• _Records to use_
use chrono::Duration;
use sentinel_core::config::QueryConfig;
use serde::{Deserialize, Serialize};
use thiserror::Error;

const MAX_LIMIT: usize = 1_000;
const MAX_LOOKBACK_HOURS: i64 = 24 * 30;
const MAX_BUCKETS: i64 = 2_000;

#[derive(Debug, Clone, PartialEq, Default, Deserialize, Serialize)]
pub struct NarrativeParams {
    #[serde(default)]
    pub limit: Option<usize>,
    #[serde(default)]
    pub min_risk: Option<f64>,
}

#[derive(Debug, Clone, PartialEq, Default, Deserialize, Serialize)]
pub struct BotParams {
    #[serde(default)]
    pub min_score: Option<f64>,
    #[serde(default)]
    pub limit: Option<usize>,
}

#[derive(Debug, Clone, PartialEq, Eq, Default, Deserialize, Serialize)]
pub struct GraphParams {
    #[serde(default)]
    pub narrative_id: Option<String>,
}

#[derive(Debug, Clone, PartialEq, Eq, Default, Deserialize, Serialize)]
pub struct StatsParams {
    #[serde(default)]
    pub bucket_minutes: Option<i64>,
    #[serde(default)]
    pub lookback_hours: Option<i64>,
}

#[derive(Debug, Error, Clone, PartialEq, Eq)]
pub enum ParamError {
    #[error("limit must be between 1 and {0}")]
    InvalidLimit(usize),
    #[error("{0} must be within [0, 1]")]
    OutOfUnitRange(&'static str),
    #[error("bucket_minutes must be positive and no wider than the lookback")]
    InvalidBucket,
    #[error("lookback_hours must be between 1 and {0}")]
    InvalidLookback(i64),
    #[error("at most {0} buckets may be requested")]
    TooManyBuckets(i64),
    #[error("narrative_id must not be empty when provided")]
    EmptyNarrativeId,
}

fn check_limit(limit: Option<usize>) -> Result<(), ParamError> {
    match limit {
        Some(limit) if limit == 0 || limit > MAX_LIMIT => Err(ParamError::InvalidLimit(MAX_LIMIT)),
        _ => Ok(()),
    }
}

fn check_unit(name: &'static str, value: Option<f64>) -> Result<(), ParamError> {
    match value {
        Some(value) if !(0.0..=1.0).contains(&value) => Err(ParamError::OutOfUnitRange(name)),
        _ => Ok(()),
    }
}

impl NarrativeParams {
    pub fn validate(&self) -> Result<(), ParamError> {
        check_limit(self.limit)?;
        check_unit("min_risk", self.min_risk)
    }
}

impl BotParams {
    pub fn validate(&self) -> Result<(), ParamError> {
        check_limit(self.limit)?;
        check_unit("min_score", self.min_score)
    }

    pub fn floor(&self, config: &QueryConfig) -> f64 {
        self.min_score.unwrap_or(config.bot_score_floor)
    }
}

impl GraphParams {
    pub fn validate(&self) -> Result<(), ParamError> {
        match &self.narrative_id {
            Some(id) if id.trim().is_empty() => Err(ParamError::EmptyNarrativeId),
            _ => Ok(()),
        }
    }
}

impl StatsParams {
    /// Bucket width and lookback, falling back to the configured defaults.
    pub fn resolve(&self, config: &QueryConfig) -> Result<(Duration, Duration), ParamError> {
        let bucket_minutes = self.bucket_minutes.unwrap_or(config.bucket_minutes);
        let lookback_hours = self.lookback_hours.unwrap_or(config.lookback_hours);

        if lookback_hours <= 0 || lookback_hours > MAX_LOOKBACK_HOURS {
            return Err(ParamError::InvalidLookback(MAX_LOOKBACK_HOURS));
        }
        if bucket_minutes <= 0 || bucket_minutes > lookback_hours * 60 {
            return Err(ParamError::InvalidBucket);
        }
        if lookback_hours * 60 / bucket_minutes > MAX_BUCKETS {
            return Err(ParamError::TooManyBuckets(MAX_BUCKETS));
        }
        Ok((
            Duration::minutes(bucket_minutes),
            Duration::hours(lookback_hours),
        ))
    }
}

• _What this task involves_
Copy each record exactly, leaving nothing out.

• _Solution for this task_
use chrono::Duration;
use sentinel_core::config::QueryConfig;
use serde::{Deserialize, Serialize};
use thiserror::Error;

const MAX_LIMIT: usize = 1_000;
const MAX_LOOKBACK_HOURS: i64 = 24 * 30;
const MAX_BUCKETS: i64 = 2_000;

#[derive(Debug, Clone, PartialEq, Default, Deserialize, Serialize)]
pub struct NarrativeParams {
    #[serde(default)]
    pub limit: Option<usize>,
    #[serde(default)]
    pub min_risk: Option<f64>,
}

#[derive(Debug, Clone, PartialEq, Default, Deserialize, Serialize)]
pub struct BotParams {
    #[serde(default)]
    pub min_score: Option<f64>,
    #[serde(default)]
    pub limit: Option<usize>,
}

#[derive(Debug, Clone, PartialEq, Eq, Default, Deserialize, Serialize)]
pub struct GraphParams {
    #[serde(default)]
    pub narrative_id: Option<String>,
}

#[derive(Debug, Clone, PartialEq, Eq, Default, Deserialize, Serialize)]
pub struct StatsParams {
    #[serde(default)]
    pub bucket_minutes: Option<i64>,
    #[serde(default)]
    pub lookback_hours: Option<i64>,
}

#[derive(Debug, Error, Clone, PartialEq, Eq)]
pub enum ParamError {
    #[error("limit must be between 1 and {0}")]
    InvalidLimit(usize),
    #[error("{0} must be within [0, 1]")]
    OutOfUnitRange(&'static str),
    #[error("bucket_minutes must be positive and no wider than the lookback")]
    InvalidBucket,
    #[error("lookback_hours must be between 1 and {0}")]
    InvalidLookback(i64),
    #[error("at most {0} buckets may be requested")]
    TooManyBuckets(i64),
    #[error("narrative_id must not be empty when provided")]
    EmptyNarrativeId,
}

fn check_limit(limit: Option<usize>) -> Result<(), ParamError> {
    match limit {
        Some(limit) if limit == 0 || limit > MAX_LIMIT => Err(ParamError::InvalidLimit(MAX_LIMIT)),
        _ => Ok(()),
    }
}

fn check_unit(name: &'static str, value: Option<f64>) -> Result<(), ParamError> {
    match value {
        Some(value) if !(0.0..=1.0).contains(&value) => Err(ParamError::OutOfUnitRange(name)),
        _ => Ok(()),
    }
}

impl NarrativeParams {
    pub fn validate(&self) -> Result<(), ParamError> {
        check_limit(self.limit)?;
        check_unit("min_risk", self.min_risk)
    }
}

impl BotParams {
    pub fn validate(&self) -> Result<(), ParamError> {
        check_limit(self.limit)?;
        check_unit("min_score", self.min_score)
    }

    pub fn floor(&self, config: &QueryConfig) -> f64 {
        self.min_score.unwrap_or(config.bot_score_floor)
    }
}

impl GraphParams {
    pub fn validate(&self) -> Result<(), ParamError> {
        match &self.narrative_id {
            Some(id) if id.trim().is_empty() => Err(ParamError::EmptyNarrativeId),
            _ => Ok(()),
        }
    }
}

impl StatsParams {
    /// Bucket width and lookback, falling back to the configured defaults.
    pub fn resolve(&self, config: &QueryConfig) -> Result<(Duration, Duration), ParamError> {
        let bucket_minutes = self.bucket_minutes.unwrap_or(config.bucket_minutes);
        let lookback_hours = self.lookback_hours.unwrap_or(config.lookback_hours);

        if lookback_hours <= 0 || lookback_hours > MAX_LOOKBACK_HOURS {
            return Err(ParamError::InvalidLookback(MAX_LOOKBACK_HOURS));
        }
        if bucket_minutes <= 0 || bucket_minutes > lookback_hours * 60 {
            return Err(ParamError::InvalidBucket);
        }
        if lookback_hours * 60 / bucket_minutes > MAX_BUCKETS {
            return Err(ParamError::TooManyBuckets(MAX_BUCKETS));
        }
        Ok((
            Duration::minutes(bucket_minutes),
            Duration::hours(lookback_hours),
        ))
    }
}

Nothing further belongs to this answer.